静かな廊下に響く二人分の足跡がピタリと止まった。急に足を止めたクルーウェルは、ミヤの顔を見下ろしながら観察すると口を開き、ミヤの呼び方に対する疑問を投げかけた。
「俺は教師ではあるが、お前の先生ではない」
「え・・・でも、この学園の先生ですし」
「俺が正しい呼び方を教えてやろう。いいか、クルーウェル様だ」
「様・・・?」
「そうだ、言ってみろ」
とりあえず言ってみたが違和感しかないミヤは、もう一度と言われても素直に言えなかった。再度促されても言い淀むミヤに、クルーウェルは「躾が必要なようだな」と教鞭をパシッと見せつけるように打ち鳴らした。

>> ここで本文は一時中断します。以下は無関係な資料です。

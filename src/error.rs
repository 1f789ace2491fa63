//! # Error Handling
//!
//! Configuration-time and request-time error types.
//!
//! [`ConfigError`] covers faults detected while declaring endpoints and
//! composing APIs; these abort startup. [`ApiError`] covers request-time
//! failures and maps each variant onto a status code and a JSON body.
//! Internal errors carry full context for logs but always render the same
//! generic body, so details never leak to clients.

use serde_json::{json, Value};
use thiserror::Error;

use crate::endpoint::Method;
use crate::validation::Issue;

/// Convenience alias for request-time results
pub type ApiResult<T> = Result<T, ApiError>;

/// Configuration fault detected while building endpoints, resources, or APIs
#[derive(Debug, Error)]
pub enum ConfigError {
    /// Endpoint declaration or schema bundle is malformed
    #[error("invalid endpoint '{endpoint}': {reason}")]
    InvalidEndpoint {
        /// Offending declaration string
        endpoint: String,
        /// What was wrong with it
        reason: String,
    },
    /// Path template segment is not a valid `{name}` capture
    #[error("invalid path parameter '{segment}' in endpoint '{endpoint}'")]
    InvalidPathParameter {
        /// Offending declaration string
        endpoint: String,
        /// Offending segment
        segment: String,
    },
    /// Two actions share a name within one resource
    #[error("duplicate action '{name}' in resource '{resource}'")]
    DuplicateAction {
        /// Resource (or API base path) carrying the duplicate
        resource: String,
        /// Duplicated action name
        name: String,
    },
    /// Two nested resources share a name
    #[error("duplicate resource '{name}' in '{resource}'")]
    DuplicateResource {
        /// Resource (or API base path) carrying the duplicate
        resource: String,
        /// Duplicated resource name
        name: String,
    },
}

/// Request-time failure mapped onto a status code and JSON body
#[derive(Debug, Error)]
pub enum ApiError {
    /// Parameters failed coercion or validation
    #[error("{message}")]
    BadRequest {
        /// Human-readable summary of every issue
        message: String,
        /// Structured issues, one per failing location
        issues: Vec<Issue>,
    },
    /// Request lacks valid credentials
    #[error("unauthorized")]
    Unauthorized,
    /// Credentials are valid but do not grant access
    #[error("forbidden")]
    Forbidden,
    /// No route matches the request path
    #[error("not found")]
    NotFound,
    /// The path exists but not for this method
    #[error("method {method} not allowed")]
    MethodNotAllowed {
        /// Requested method
        method: Method,
        /// Methods that would have matched, in canonical order
        allowed: Vec<Method>,
    },
    /// Handler-chosen status and body, passed through verbatim
    #[error("request failed with status {status}")]
    Custom {
        /// HTTP status code
        status: u16,
        /// Response body
        body: Value,
    },
    /// Unexpected failure; details are logged, never sent
    #[error(transparent)]
    Internal(#[from] anyhow::Error),
}

impl ApiError {
    /// Bad-request error aggregating the given issues
    ///
    /// The message lists every issue with its dotted path, in the style
    /// `Required at "<body>.content"; Expected number, received string at
    /// "<query>.bar"`.
    #[must_use]
    pub fn bad_request(issues: Vec<Issue>) -> Self {
        let message = issues
            .iter()
            .map(|issue| format!("{} at \"{}\"", issue.message, issue.path_string()))
            .collect::<Vec<_>>()
            .join("; ");
        Self::BadRequest { message, issues }
    }

    /// Error with a handler-chosen status code and body
    #[must_use]
    pub const fn custom(status: u16, body: Value) -> Self {
        Self::Custom { status, body }
    }

    /// Internal error from a plain message
    #[must_use]
    pub fn internal(message: impl Into<String>) -> Self {
        Self::Internal(anyhow::anyhow!(message.into()))
    }

    /// HTTP status code served for this error
    #[must_use]
    pub fn status_code(&self) -> u16 {
        match self {
            Self::BadRequest { .. } => 400,
            Self::Unauthorized => 401,
            Self::Forbidden => 403,
            Self::NotFound => 404,
            Self::MethodNotAllowed { .. } => 405,
            Self::Custom { status, .. } => *status,
            Self::Internal(_) => 500,
        }
    }

    /// JSON body served for this error
    ///
    /// Internal errors always render the same generic body; whatever they
    /// carry stays in the logs.
    #[must_use]
    pub fn response_body(&self) -> Value {
        match self {
            Self::BadRequest { message, issues } => json!({
                "error": "bad request",
                "message": message,
                "issues": issues,
            }),
            Self::Unauthorized => json!({ "error": "unauthorized" }),
            Self::Forbidden => json!({ "error": "forbidden" }),
            Self::NotFound => json!({ "error": "not found" }),
            Self::MethodNotAllowed { method, allowed } => {
                let list: Vec<&str> = allowed.iter().map(|m| m.as_str()).collect();
                json!({
                    "message": format!("No handler for {method}; only {}.", list.join(", "))
                })
            }
            Self::Custom { body, .. } => body.clone(),
            Self::Internal(_) => json!({ "error": "internal server error" }),
        }
    }
}
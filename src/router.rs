//! # Routing
//!
//! First-match-wins route table over parsed path templates.
//!
//! Matching is a linear scan in registration order: method must be equal,
//! segment counts must line up, literals compare exactly, and every `{name}`
//! capture swallows exactly one decoded segment. Overlapping templates are
//! legal; structurally ambiguous pairs are reported once at construction and
//! the first registered route wins at request time.

use std::sync::Arc;

use serde_json::{Map, Value};
use tracing::{debug, warn};

use crate::endpoint::{Endpoint, Method, PathSegment};
use crate::request::split_path;

/// Successful route match
#[derive(Debug, Clone)]
pub struct RouteMatch {
    /// Matched endpoint
    pub endpoint: Arc<Endpoint>,
    /// Captured path parameters, values as raw strings
    pub path_params: Map<String, Value>,
}

/// Ordered route table
#[derive(Debug)]
pub struct Router {
    routes: Vec<Arc<Endpoint>>,
}

impl Router {
    /// Build a router over the given endpoints, preserving their order
    #[must_use]
    pub fn new(endpoints: impl IntoIterator<Item = Arc<Endpoint>>) -> Self {
        let routes: Vec<Arc<Endpoint>> = endpoints.into_iter().collect();
        for (i, a) in routes.iter().enumerate() {
            for b in routes.iter().skip(i + 1) {
                if a.method() == b.method()
                    && templates_overlap(a.template().segments(), b.template().segments())
                {
                    warn!(
                        first = a.endpoint(),
                        second = b.endpoint(),
                        "structurally ambiguous route templates; the first registered wins"
                    );
                }
            }
        }
        Self { routes }
    }

    /// Endpoints in registration order
    #[must_use]
    pub fn endpoints(&self) -> &[Arc<Endpoint>] {
        &self.routes
    }

    /// Match a method and raw request path against the table
    #[must_use]
    pub fn match_route(&self, method: Method, path: &str) -> Option<RouteMatch> {
        let segments = split_path(path);
        for route in &self.routes {
            if route.method() != method {
                continue;
            }
            if let Some(path_params) = route.template().match_segments(&segments) {
                debug!(endpoint = route.endpoint(), path, "route matched");
                return Some(RouteMatch {
                    endpoint: Arc::clone(route),
                    path_params,
                });
            }
        }
        debug!(method = %method, path, "no route matched");
        None
    }

    /// Methods that would match the path, in canonical order
    ///
    /// Distinguishes a 404 from a 405 and fills the latter's allowed list.
    #[must_use]
    pub fn allowed_methods(&self, path: &str) -> Vec<Method> {
        let segments = split_path(path);
        Method::ALL
            .into_iter()
            .filter(|method| {
                self.routes.iter().any(|route| {
                    route.method() == *method
                        && route.template().match_segments(&segments).is_some()
                })
            })
            .collect()
    }

    /// Number of routes
    #[must_use]
    pub fn len(&self) -> usize {
        self.routes.len()
    }

    /// Whether the table is empty
    #[must_use]
    pub fn is_empty(&self) -> bool {
        self.routes.is_empty()
    }
}

fn templates_overlap(a: &[PathSegment], b: &[PathSegment]) -> bool {
    a.len() == b.len()
        && a.iter().zip(b).all(|(x, y)| match (x, y) {
            (PathSegment::Literal(l), PathSegment::Literal(r)) => l == r,
            _ => true,
        })
}

#[cfg(test)]
mod tests {
    use super::*;
    use serde_json::json;

    fn route(decl: &str) -> Arc<Endpoint> {
        Arc::new(Endpoint::builder(decl).build().unwrap())
    }

    #[test]
    fn test_match_captures_path_params() {
        let router = Router::new([route("GET /posts/{postId}/comments/{commentId}")]);
        let matched = router.match_route(Method::Get, "/posts/5/comments/9").unwrap();
        assert_eq!(
            Value::Object(matched.path_params),
            json!({ "postId": "5", "commentId": "9" })
        );
    }

    #[test]
    fn test_match_decodes_segments() {
        let router = Router::new([route("GET /tags/{tag}")]);
        let matched = router.match_route(Method::Get, "/tags/a%2Fb").unwrap();
        assert_eq!(matched.path_params["tag"], json!("a/b"));
    }

    #[test]
    fn test_method_must_match() {
        let router = Router::new([route("POST /posts")]);
        assert!(router.match_route(Method::Get, "/posts").is_none());
        assert!(router.match_route(Method::Post, "/posts").is_some());
    }

    #[test]
    fn test_first_registered_route_wins() {
        let router = Router::new([route("GET /posts/{postId}"), route("GET /posts/latest")]);
        let matched = router.match_route(Method::Get, "/posts/latest").unwrap();
        assert_eq!(matched.endpoint.endpoint(), "GET /posts/{postId}");
        assert_eq!(matched.path_params["postId"], json!("latest"));

        let router = Router::new([route("GET /posts/latest"), route("GET /posts/{postId}")]);
        let matched = router.match_route(Method::Get, "/posts/latest").unwrap();
        assert_eq!(matched.endpoint.endpoint(), "GET /posts/latest");
        assert!(matched.path_params.is_empty());
    }

    #[test]
    fn test_trailing_and_duplicate_slashes_collapse() {
        let router = Router::new([route("GET /posts/{postId}")]);
        assert!(router.match_route(Method::Get, "/posts/5/").is_some());
        assert!(router.match_route(Method::Get, "//posts//5").is_some());
        assert!(router.match_route(Method::Get, "/posts").is_none());
    }

    #[test]
    fn test_allowed_methods_in_canonical_order() {
        let router = Router::new([
            route("DELETE /posts/{postId}"),
            route("POST /posts/{postId}"),
            route("GET /posts/{postId}"),
        ]);
        assert_eq!(
            router.allowed_methods("/posts/5"),
            vec![Method::Get, Method::Post, Method::Delete]
        );
        assert!(router.allowed_methods("/nowhere").is_empty());
    }
}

ビクッと肩が震えたミヤだったが、様付けがどうしても受け入れられず「クルーウェルさん」と言い直した。それを聞いて「まあいいだろう」と許しは出たが、それで終わりではなかった。
「今のスタイルを保つ努力はしているようだが・・・」
「クルーウェルさんがくれた洋服が着られなくなるのが嫌だったので」
「それだけじゃ足りんな」
何が足りないんだろうかと見上げるミヤの顎をクルーウェルの人差し指が上へと持ち上げた。首の筋が伸び切るような姿勢に呼吸が詰まる。息を止めたまま近くに寄せられたクルーウェルの瞳を見つめた。
真っ直ぐ見つめてくる視線はミヤだけを捉えており、ミヤ自身も獲物を狙うような強い視線に身動ぎひとつ出来ないでいた。瞬きも忘れるくらいの緊張の後、クルーウェルはフッと笑った。
「これからは俺がお前の毛並みを整えてやる。俺好みに躾けてやるから覚悟しておくように」
クルーウェルの指先がミヤの顎をするっと撫でていった。緊張から解放されたのと、恥ずかしいのと言葉の意味が分からないのとかで頭の中がぐちゃぐちゃになる。クルーウェルが去った後ミヤはその場にうずくまり、曲げた膝に額をくっつけたまま大きく息を吐いた。
クルーウェルがどういうつもりで言ったのかは分からないが、これからも会う機会があるということが嬉しい。嬉しいことではあるが、クルーウェルの行動が異性に不慣れなミヤにとっては恥ずかしかった。
これからの事を考えると平常心で会える気がしないし、変に意識してしまって頭が真っ白になりそうだ。
通りがかった生徒に変な目で見られるまで、ミヤは沸騰しそうな頭を抱えて悩み続けた。